What: Launch Party: 2008 edition of Ivory Tower, the undergraduate art and literary magazine at the University of Minnesota
Where: Elmer L. Andersen Library
When: Friday, April 25, 2008 7 p.m.
Free and open to the public.
A record-breaking number of submissions from undergraduate University of Minnesota artists and students! Twelve more pages than last year! Personal advice from Garrison Keillor! More art than ever!
Ivory Tower, the University of Minnesota’s undergraduate literary and art magazine, is celebrating not only the release of a new issue, but a record-breaking year. Join 2008 Ivory Tower artists, writers, and staff at our launch.
Co-sponsored by the University of Minnesota Libraries and the Department of English, this event will feature the awarding of $100 for the winning entries in fiction, non-fiction, poetry, and art. Several writers will read from chosen submissions and art will be displayed. Dessert reception to follow.

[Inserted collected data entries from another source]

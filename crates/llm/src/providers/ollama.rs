//! Ollama chat provider implementation.
//!
//! This module provides integration with Ollama, a local LLM runtime.
//! Ollama API: https://github.com/ollama/ollama/blob/main/docs/api.md

use crate::client::{ChatChoice, ChatClient, ChatCompletion, ChatMessage, ChatRequest, ChatUsage};
use crate::providers::openai::{http_client_with_timeout, REQUEST_TIMEOUT_SECS};
use grounded_core::{AppError, AppResult};
use serde::{Deserialize, Serialize};
use serde_json::Map;

/// Default Ollama base URL.
pub const DEFAULT_OLLAMA_URL: &str = "http://localhost:11434";

/// Ollama `/api/chat` request format.
#[derive(Debug, Serialize)]
struct OllamaChatRequest {
    model: String,
    messages: Vec<ChatMessage>,
    stream: bool,
    options: OllamaOptions,
}

/// Sampling options understood by Ollama.
#[derive(Debug, Serialize, Default)]
struct OllamaOptions {
    #[serde(skip_serializing_if = "Option::is_none")]
    temperature: Option<f32>,
    #[serde(skip_serializing_if = "Option::is_none")]
    num_predict: Option<u32>,
}

/// Ollama `/api/chat` response format.
#[derive(Debug, Deserialize)]
struct OllamaChatResponse {
    model: String,
    message: ChatMessage,
    #[serde(default)]
    done_reason: Option<String>,
    #[serde(default)]
    created_at: Option<String>,
    #[serde(default)]
    prompt_eval_count: Option<u32>,
    #[serde(default)]
    eval_count: Option<u32>,
}

/// Ollama chat client.
pub struct OllamaClient {
    /// Base URL for Ollama API
    base_url: String,

    /// Request timeout in seconds
    timeout_secs: u64,

    /// HTTP client
    client: reqwest::Client,
}

impl OllamaClient {
    /// Create a new Ollama client with default settings.
    ///
    /// Default URL: http://localhost:11434
    pub fn new() -> AppResult<Self> {
        Self::with_base_url(DEFAULT_OLLAMA_URL)
    }

    /// Create a new Ollama client with a custom base URL.
    pub fn with_base_url(base_url: impl Into<String>) -> AppResult<Self> {
        Self::with_timeout(base_url, REQUEST_TIMEOUT_SECS)
    }

    /// Create a client whose requests time out after `timeout_secs`.
    ///
    /// Local models can be slow to load, so config entries may raise this.
    pub fn with_timeout(base_url: impl Into<String>, timeout_secs: u64) -> AppResult<Self> {
        Ok(Self {
            base_url: base_url.into().trim_end_matches('/').to_string(),
            timeout_secs,
            client: http_client_with_timeout(timeout_secs)?,
        })
    }

    pub fn timeout_secs(&self) -> u64 {
        self.timeout_secs
    }

    /// Convert a ChatRequest to Ollama format.
    ///
    /// Ollama always produces a single choice, so `n` is not forwarded.
    fn to_ollama_request(&self, request: &ChatRequest) -> OllamaChatRequest {
        OllamaChatRequest {
            model: request.model.clone(),
            messages: request.messages.clone(),
            stream: false,
            options: OllamaOptions {
                temperature: request.temperature,
                num_predict: request.max_tokens,
            },
        }
    }

    /// Convert an Ollama response to a one-choice ChatCompletion.
    fn convert_response(&self, response: OllamaChatResponse) -> ChatCompletion {
        let usage = ChatUsage::new(
            response.prompt_eval_count.unwrap_or(0),
            response.eval_count.unwrap_or(0),
        );

        let mut choice = ChatChoice::new(0, response.message.content, response.done_reason);
        choice.message.role = response.message.role;

        ChatCompletion {
            id: response
                .created_at
                .map(|ts| format!("ollama-{}", ts))
                .unwrap_or_default(),
            object: "chat.completion".to_string(),
            created: 0,
            model: response.model,
            choices: vec![choice],
            usage: Some(usage),
            extra: Map::new(),
        }
    }
}

#[async_trait::async_trait]
impl ChatClient for OllamaClient {
    fn provider_name(&self) -> &str {
        "ollama"
    }

    async fn complete(&self, request: &ChatRequest) -> AppResult<ChatCompletion> {
        tracing::info!("Sending chat request to Ollama");
        tracing::debug!("Request: {:?}", request);

        let ollama_request = self.to_ollama_request(request);
        let url = format!("{}/api/chat", self.base_url);

        let response = self
            .client
            .post(&url)
            .json(&ollama_request)
            .send()
            .await
            .map_err(|e| AppError::Llm(format!("Failed to send request to Ollama: {}", e)))?;

        if !response.status().is_success() {
            let status = response.status();
            let error_text = response
                .text()
                .await
                .unwrap_or_else(|_| "Unknown error".to_string());
            return Err(AppError::Llm(format!(
                "Ollama API error ({}): {}",
                status, error_text
            )));
        }

        let ollama_response: OllamaChatResponse = response
            .json()
            .await
            .map_err(|e| AppError::Llm(format!("Failed to parse Ollama response: {}", e)))?;

        tracing::info!("Received chat completion from Ollama");
        tracing::debug!("Response: {:?}", ollama_response);

        Ok(self.convert_response(ollama_response))
    }
}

Ivory Tower is produced by students in a year-long English class. The first incarnation of Ivory Tower ran as a weekly insert in the Minnesota Daily from 1953 to 1969. It was mainly a current events publication but also included non-fiction essays, cartoons, and poetry. The publication reached its peak in the ‘60s, when local writers Garrison Keillor and Patricia Hampl led the staff.

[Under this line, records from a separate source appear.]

impl AppConfig {
    /// Load configuration from the config file, environment variables and defaults.
    ///
    /// Environment variables:
    /// - `GROUNDED_WORKSPACE`: Override workspace path
    /// - `GROUNDED_CONFIG`: Path to config file
    /// - `GROUNDED_PROVIDER`: Chat provider
    /// - `GROUNDED_MODEL`: Chat model identifier
    /// - `GROUNDED_API_KEY`: API key for the chat provider
    /// - `GROUNDED_SEARCH_ENDPOINT`: Search service endpoint
    /// - `GROUNDED_SEARCH_INDEX`: Search index name
    /// - `RUST_LOG`: Log level
    /// - `NO_COLOR`: Disable colored output
    ///
    /// # Example
    /// ```no_run
    /// use grounded_core::config::AppConfig;
    ///
    /// let config = AppConfig::load().expect("Failed to load config");
    /// println!("Workspace: {:?}", config.workspace);
    /// ```
    pub fn load() -> AppResult<Self> {
        Self::load_from(None, None)
    }

    /// Like [`AppConfig::load`], with an explicit workspace and config file
    /// taking precedence over `GROUNDED_WORKSPACE` and `GROUNDED_CONFIG`.
    pub fn load_from(workspace: Option<PathBuf>, config_file: Option<PathBuf>) -> AppResult<Self> {
        let mut config = Self::default();

        if let Some(workspace) = workspace
            .or_else(|| std::env::var("GROUNDED_WORKSPACE").ok().map(PathBuf::from))
        {
            config.workspace = workspace;
        }

        if let Some(config_file) = config_file
            .or_else(|| std::env::var("GROUNDED_CONFIG").ok().map(PathBuf::from))
        {
            config.config_file = Some(config_file);
        }

        if !config.workspace.exists() {
            return Err(AppError::Config(format!(
                "Workspace directory does not exist: {:?}",
                config.workspace
            )));
        }

        let config_path = match config.config_file {
            Some(ref cf) => cf.clone(),
            None => config.grounded_dir().join("config.yaml"),
        };

        if config_path.exists() {
            config = config.merge_yaml(&config_path)?;
        }

        // Environment variables override YAML config
        if let Ok(provider) = std::env::var("GROUNDED_PROVIDER") {
            config.provider = provider;
        }

        if let Ok(model) = std::env::var("GROUNDED_MODEL") {
            config.model = model;
        }

        if let Ok(endpoint) = std::env::var("GROUNDED_SEARCH_ENDPOINT") {
            config.search.endpoint = Some(endpoint);
        }

        if let Ok(index) = std::env::var("GROUNDED_SEARCH_INDEX") {
            config.search.index = index;
        }

        config.api_key = std::env::var("GROUNDED_API_KEY").ok();
        config.log_level = std::env::var("RUST_LOG").ok().or(config.log_level);

        if std::env::var("NO_COLOR").is_ok() {
            config.no_color = true;
        }

        Ok(config)
    }

    /// Merge a YAML configuration file into this config.
    fn merge_yaml(&self, path: &Path) -> AppResult<Self> {
        let contents = std::fs::read_to_string(path).map_err(|e| {
            AppError::Config(format!("Failed to read config file {:?}: {}", path, e))
        })?;

        let config_file: ConfigFile = serde_yaml::from_str(&contents).map_err(|e| {
            AppError::Config(format!("Failed to parse config file {:?}: {}", path, e))
        })?;

        let mut result = self.clone();

        if let Some(path) = config_file.workspace.and_then(|ws| ws.path) {
            result.workspace = PathBuf::from(path);
        }

        if let Some(logging) = config_file.logging {
            if let Some(level) = logging.level {
                result.log_level = Some(level);
            }
            if let Some(color) = logging.color {
                result.no_color = !color;
            }
            if let Some(format) = logging.format {
                result.log_format = format;
            }
        }

        if let Some(search) = config_file.search {
            result.search = search;
        }

        if let Some(approach) = config_file.approach {
            result.approach = approach;
        }

        if let Some(llm) = config_file.llm {
            result.provider = llm.active_provider.clone();

            if let Some(provider_config) = llm.providers.get(&llm.active_provider) {
                result.model = provider_config.model().to_string();
            }

            result.llm = Some(llm);
        }

        Ok(result)
    }

    /// Apply CLI overrides to the configuration.
    ///
    /// Command-line flags take precedence over environment variables and
    /// the config file. Workspace and config file paths are applied earlier
    /// by [`load_from`](Self::load_from).
    pub fn with_overrides(
        mut self,
        provider: Option<String>,
        model: Option<String>,
        log_level: Option<String>,
        verbose: bool,
        no_color: bool,
    ) -> Self {
        if let Some(provider) = provider {
            self.provider = provider;
        }

        if let Some(model) = model {
            self.model = model;
        }

        if let Some(log_level) = log_level {
            self.log_level = Some(log_level);
        }

        if verbose {
            self.verbose = true;
            // Verbose mode implies debug logging
            if self.log_level.is_none() {
                self.log_level = Some("debug".to_string());
            }
        }

        if no_color {
            self.no_color = true;
        }

        self
    }

    /// Get the path to the .grounded directory.
    pub fn grounded_dir(&self) -> PathBuf {
        self.workspace.join(".grounded")
    }

    /// Parsed log format; unknown names fall back to pretty output.
    pub fn log_format(&self) -> LogFormat {
        LogFormat::parse(&self.log_format).unwrap_or_default()
    }

    /// Get a provider configuration by name.
    pub fn get_provider_config(&self, provider: &str) -> Option<&ProviderConfig> {
        self.llm.as_ref().and_then(|llm| llm.providers.get(provider))
    }

    /// Name of the provider used for query embeddings.
    ///
    /// Falls back to the chat provider when no embedding provider is configured.
    pub fn embedding_provider(&self) -> &str {
        self.llm
            .as_ref()
            .map(|llm| llm.active_embedding_provider.as_str())
            .unwrap_or(&self.provider)
    }

    /// Resolve the API key for a provider.
    ///
    /// `GROUNDED_API_KEY` wins, then the provider's `apiKeyEnv` variable.
    pub fn resolve_api_key(&self, provider: &str) -> Option<String> {
        if let Some(ref key) = self.api_key {
            return Some(key.clone());
        }

        match self.get_provider_config(provider)? {
            ProviderConfig::OpenAI { api_key_env, .. }
            | ProviderConfig::AzureOpenAI { api_key_env, .. } => std::env::var(api_key_env).ok(),
            _ => None,
        }
    }

    /// Resolve the search query key from `search.apiKeyEnv`.
    pub fn resolve_search_key(&self) -> Option<String> {
        std::env::var(&self.search.api_key_env).ok()
    }

    /// Validate configuration for the active providers and search index.
    pub fn validate(&self) -> AppResult<()> {
        for provider in [self.provider.as_str(), self.embedding_provider()] {
            if !KNOWN_PROVIDERS.contains(&provider) && self.get_provider_config(provider).is_none() {
                return Err(AppError::Config(format!(
                    "Unknown provider: {}. Supported: {}",
                    provider,
                    KNOWN_PROVIDERS.join(", ")
                )));
            }
        }

        if let Some(
            ProviderConfig::OpenAI { api_key_env, .. }
            | ProviderConfig::AzureOpenAI { api_key_env, .. },
        ) = self.get_provider_config(&self.provider)
        {
            if self.api_key.is_none() && std::env::var(api_key_env).is_err() {
                return Err(AppError::Config(format!(
                    "API key not found in environment variable: {}",
                    api_key_env
                )));
            }
        }

        if self.search.endpoint.is_none() {
            return Err(AppError::Config(
                "Search endpoint is not configured (search.endpoint or GROUNDED_SEARCH_ENDPOINT)"
                    .to_string(),
            ));
        }

        if self.approach.require_access_control && !self.search.has_auth_fields {
            return Err(AppError::Config(
                "requireAccessControl needs an index with oids and groups fields".to_string(),
            ));
        }

        Ok(())
    }
}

In 2006, Ivory Tower was revived and taken in a new direction as an annual literary and art magazine. This year, we made a call for submissions in a broader scope of genres. We hoped to be more inclusive of all voices on campus—opening not only to fiction, non-fiction, poetry, and art submissions, but also to other areas such as comics, experimental writing, plays, and critical essays.
In addition, we wanted to bring in a more diverse tone, from playful to serious. The motto for writers to go by this year was, “Make it fun. Make it funky. Make it serious. Make it your own.” The response was overwhelming, and we are proud to present the most diverse and colorful issue of Ivory Tower ever.
Also this year, Ivory Tower editors met with Garrison Keillor for lunch and heard about his own experiences at Ivory Tower. They talked together about the future of the publication and our agreed intent to make the magazine’s tone more varied.
“People your age shouldn’t attempt serious literature,” Keillor joked.
We think we can do it all. Judge for yourself at our launch party!